One of the benefits of using ensembles is that they may allow you to spend less time in pursuit of a single best model. Instead, you can train a number of reasonably strong candidates and combine them. Yet convenience isn't the only reason why ensemble-based methods continue to rack up wins in machine learning competitions; ensembles also offer a number of performance advantages over single models:

  • Better generalizability to future problems: As the opinions of several learners are incorporated into a single final prediction, no single bias is able to dominate. This reduces the chance of overfitting to a learning task.
  • Improved performance on massive or miniscule datasets: Many models run into memory or complexity limits when an extremely large set of features or examples are used, making it more efficient to train several small models than a single full model. Conversely, ensembles also do well on the smallest datasets because resampling methods like bootstrapping are inherently part of many ensemble designs. Perhaps most importantly, it is often possible to train an ensemble in parallel using distributed computing methods.
  • The ability to synthesize data from distinct domains: Since there is no one-size-fits-all learning algorithm, the ensemble's ability to incorporate evidence from multiple types of learners is increasingly important as complex phenomena rely on data drawn from diverse domains.
  • A more nuanced understanding of difficult learning tasks: Real-world phenomena are often extremely complex, with many interacting intricacies. Models that divide the task into smaller portions are likely to more accurately capture subtle patterns that a single global model might miss.

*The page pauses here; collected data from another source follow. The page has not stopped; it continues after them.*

//! Bounded-concurrency dispatcher.

use futures::future::join_all;
use std::collections::HashMap;
use std::sync::Arc;
use std::time::Duration;
use tokio::sync::{OwnedSemaphorePermit, Semaphore};
use tokio::time::Instant;
use tokio_util::sync::CancellationToken;
use tracing::{debug, warn};

use crate::config::OrchestratorConfig;
use crate::drivers::{BackendAdapter, BackendRegistry};
use crate::resilience::{
    RateLimiter, RateLimiterConfig, RateLimiterSnapshot, RetryPolicy, RetryState,
};
use crate::types::{ErrorKind, Request, Response};
use crate::{Error, Result};

/// Point-in-time view of the slot pool.
#[derive(Debug, Clone, Copy, PartialEq, Eq)]
pub struct SlotSnapshot {
    pub max: usize,
    pub available: usize,
    pub in_use: usize,
}

/// Admits at most `K` adapter calls at once.
///
/// A call first waits on its backend's rate limiter, then on a slot. The slot
/// is held only for the adapter call itself (not during retry backoff) and is
/// released when the call returns, fails, times out or is dropped.
///
/// Cloning is cheap; clones share the same slot pool.
#[derive(Debug, Clone)]
pub struct ConcurrencyController {
    registry: Arc<BackendRegistry>,
    slots: Arc<Semaphore>,
    max_slots: usize,
    limiters: Arc<HashMap<String, Arc<RateLimiter>>>,
    timeouts: Arc<HashMap<String, Duration>>,
    default_timeout: Duration,
    retry: RetryPolicy,
}

impl ConcurrencyController {
    pub fn new(registry: Arc<BackendRegistry>, max_concurrent: usize) -> Self {
        let max_slots = max_concurrent.max(1);
        Self {
            registry,
            slots: Arc::new(Semaphore::new(max_slots)),
            max_slots,
            limiters: Arc::new(HashMap::new()),
            timeouts: Arc::new(HashMap::new()),
            default_timeout: Duration::from_secs(120),
            retry: RetryPolicy::none(),
        }
    }

    /// Slot count, retry policy, per-backend deadlines and rate limits from
    /// configuration.
    pub fn from_config(config: &OrchestratorConfig, registry: Arc<BackendRegistry>) -> Self {
        let mut limiters = HashMap::new();
        let mut timeouts = HashMap::new();
        for b in &config.backends {
            if let Some(cfg) = b.rate_limit.and_then(RateLimiterConfig::from_rps) {
                limiters.insert(b.id.clone(), Arc::new(RateLimiter::new(cfg)));
            }
            timeouts.insert(b.id.clone(), b.timeout());
        }
        Self {
            limiters: Arc::new(limiters),
            timeouts: Arc::new(timeouts),
            default_timeout: config.request_timeout(),
            retry: RetryPolicy::from_settings(&config.retry),
            ..Self::new(registry, config.max_concurrent_requests)
        }
    }

    pub fn with_retry(mut self, retry: RetryPolicy) -> Self {
        self.retry = retry;
        self
    }

    pub fn with_default_timeout(mut self, timeout: Duration) -> Self {
        self.default_timeout = timeout;
        self
    }

    pub fn with_timeout(mut self, backend_id: impl Into<String>, timeout: Duration) -> Self {
        Arc::make_mut(&mut self.timeouts).insert(backend_id.into(), timeout);
        self
    }

    pub fn with_rate_limit(mut self, backend_id: impl Into<String>, cfg: RateLimiterConfig) -> Self {
        Arc::make_mut(&mut self.limiters).insert(backend_id.into(), Arc::new(RateLimiter::new(cfg)));
        self
    }

    pub fn registry(&self) -> &Arc<BackendRegistry> {
        &self.registry
    }

    pub fn slots(&self) -> SlotSnapshot {
        let available = self.slots.available_permits();
        SlotSnapshot {
            max: self.max_slots,
            available,
            in_use: self.max_slots.saturating_sub(available),
        }
    }

    /// Token-bucket state of a rate-limited backend.
    pub async fn rate_limit(&self, backend_id: &str) -> Option<RateLimiterSnapshot> {
        match self.limiters.get(backend_id) {
            Some(l) => Some(l.snapshot().await),
            None => None,
        }
    }

    /// One request through the slot pool. `Err` only for an unknown backend.
    pub async fn submit(&self, request: &Request) -> Result<Response> {
        let adapter = self.registry.get(&request.backend_id)?;
        Ok(self.run(&adapter, request).await)
    }

    /// All requests concurrently, bounded by the slot pool. Output is
    /// positional: `out[i]` answers `requests[i]` whatever the completion
    /// order.
    pub async fn submit_batch(&self, requests: &[Request]) -> Result<Vec<Response>> {
        let adapters = self.resolve(requests)?;
        debug!(
            batch_len = requests.len(),
            max_slots = self.max_slots,
            "dispatching batch"
        );
        Ok(join_all(
            adapters
                .iter()
                .zip(requests)
                .map(|(adapter, request)| self.run(adapter, request)),
        )
        .await)
    }

    /// Like [`submit_batch`](Self::submit_batch) but abandons the batch when
    /// `cancel` fires: requests that have not taken a slot are skipped, calls
    /// already in flight finish in the background and are discarded.
    pub async fn submit_batch_with_cancel(
        &self,
        requests: Vec<Request>,
        cancel: &CancellationToken,
    ) -> Result<Vec<Response>> {
        let adapters = self.resolve(&requests)?;
        let backend_ids: Vec<String> = requests.iter().map(|r| r.backend_id.clone()).collect();
        let handles: Vec<_> = adapters
            .into_iter()
            .zip(requests)
            .map(|(adapter, request)| {
                let this = self.clone();
                let token = cancel.clone();
                tokio::spawn(async move { this.run_until(&adapter, &request, Some(&token)).await })
            })
            .collect();

        let joined = tokio::select! {
            biased;
            _ = cancel.cancelled() => None,
            results = join_all(handles) => Some(results),
        };
        let Some(results) = joined else {
            warn!("batch cancelled");
            return Err(Error::Cancelled("batch cancelled before completion".to_string()));
        };

        let mut out = Vec::with_capacity(results.len());
        for (joined, backend_id) in results.into_iter().zip(backend_ids) {
            match joined {
                Ok(Some(response)) => out.push(response),
                Ok(None) => {
                    return Err(Error::Cancelled("batch cancelled before completion".to_string()))
                }
                Err(e) => out.push(Response::failure(
                    backend_id,
                    ErrorKind::BackendError,
                    format!("adapter task failed: {}", e),
                    Duration::ZERO,
                )),
            }
        }
        Ok(out)
    }

    fn resolve(&self, requests: &[Request]) -> Result<Vec<Arc<dyn BackendAdapter>>> {
        requests
            .iter()
            .map(|r| self.registry.get(&r.backend_id))
            .collect()
    }

    pub(crate) async fn run(&self, adapter: &Arc<dyn BackendAdapter>, request: &Request) -> Response {
        match self.run_until(adapter, request, None).await {
            Some(r) => r,
            None => Response::failure(
                adapter.backend_id(),
                ErrorKind::BackendError,
                "call abandoned",
                Duration::ZERO,
            ),
        }
    }

    /// Drive the retry state machine. `None` means `cancel` fired before an
    /// attempt could start.
    async fn run_until(
        &self,
        adapter: &Arc<dyn BackendAdapter>,
        request: &Request,
        cancel: Option<&CancellationToken>,
    ) -> Option<Response> {
        let backend_id = adapter.backend_id();
        let mut state = RetryState::Attempting { attempt: 0 };
        let mut last: Option<Response> = None;
        loop {
            state = match state {
                RetryState::Attempting { attempt } => {
                    let permit = self.acquire_slot(backend_id, cancel).await?;
                    let response = self.call(adapter, request, permit).await;
                    let next = self.retry.next(attempt, &response);
                    last = Some(response);
                    next
                }
                RetryState::Backoff { attempt, delay } => {
                    let kind = last.as_ref().and_then(|r| r.error_kind());
                    debug!(
                        backend_id,
                        attempt,
                        delay_ms = delay.as_millis() as u64,
                        error_kind = kind.map(|k| k.as_str()).unwrap_or("none"),
                        "retrying after backoff"
                    );
                    if kind == Some(ErrorKind::RateLimited) {
                        if let Some(l) = self.limiters.get(backend_id) {
                            l.block_for(delay).await;
                        }
                    }
                    match cancel {
                        Some(token) => {
                            tokio::select! {
                                biased;
                                _ = token.cancelled() => return None,
                                _ = tokio::time::sleep(delay) => {}
                            }
                        }
                        None => tokio::time::sleep(delay).await,
                    }
                    RetryState::Attempting { attempt }
                }
                RetryState::Succeeded | RetryState::Exhausted => return last,
            };
        }
    }

    async fn acquire_slot(
        &self,
        backend_id: &str,
        cancel: Option<&CancellationToken>,
    ) -> Option<OwnedSemaphorePermit> {
        let wait = async {
            if let Some(l) = self.limiters.get(backend_id) {
                l.acquire().await;
            }
            self.slots.clone().acquire_owned().await.ok()
        };
        match cancel {
            Some(token) => tokio::select! {
                biased;
                _ = token.cancelled() => None,
                permit = wait => permit,
            },
            None => wait.await,
        }
    }

    async fn call(
        &self,
        adapter: &Arc<dyn BackendAdapter>,
        request: &Request,
        permit: OwnedSemaphorePermit,
    ) -> Response {
        let backend_id = adapter.backend_id();
        let deadline = self
            .timeouts
            .get(backend_id)
            .copied()
            .unwrap_or(self.default_timeout);
        let started = Instant::now();
        let response = match tokio::time::timeout(deadline, adapter.generate(request)).await {
            Ok(r) => r,
            Err(_) => {
                warn!(
                    backend_id,
                    deadline_ms = deadline.as_millis() as u64,
                    error_kind = ErrorKind::Timeout.as_str(),
                    "call exceeded deadline"
                );
                Response::failure(
                    backend_id,
                    ErrorKind::Timeout,
                    format!("no response within {:?}", deadline),
                    started.elapsed(),
                )
            }
        };
        drop(permit);
        response
    }
}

None of these benefits would be very helpful if you weren't able to easily apply ensemble methods in R, and there are many packages available to do just that. Let's take a look at several of the most popular ensemble methods and how they can be used to improve the performance of the credit model we've been working on.

Bagging

One of the first ensemble methods to gain widespread acceptance used a technique called bootstrap aggregating, or bagging for short. As described by Leo Breiman in 1994, bagging generates a number of training datasets by bootstrap sampling the original training data. These datasets are then used to generate a set of models using a single learning algorithm. The models' predictions are combined using voting (for classification) or averaging (for numeric prediction).

Note

For additional information on bagging, refer to Bagging predictors, Breiman, L, Machine Learning, 1996, Vol. 24, pp. 123-140.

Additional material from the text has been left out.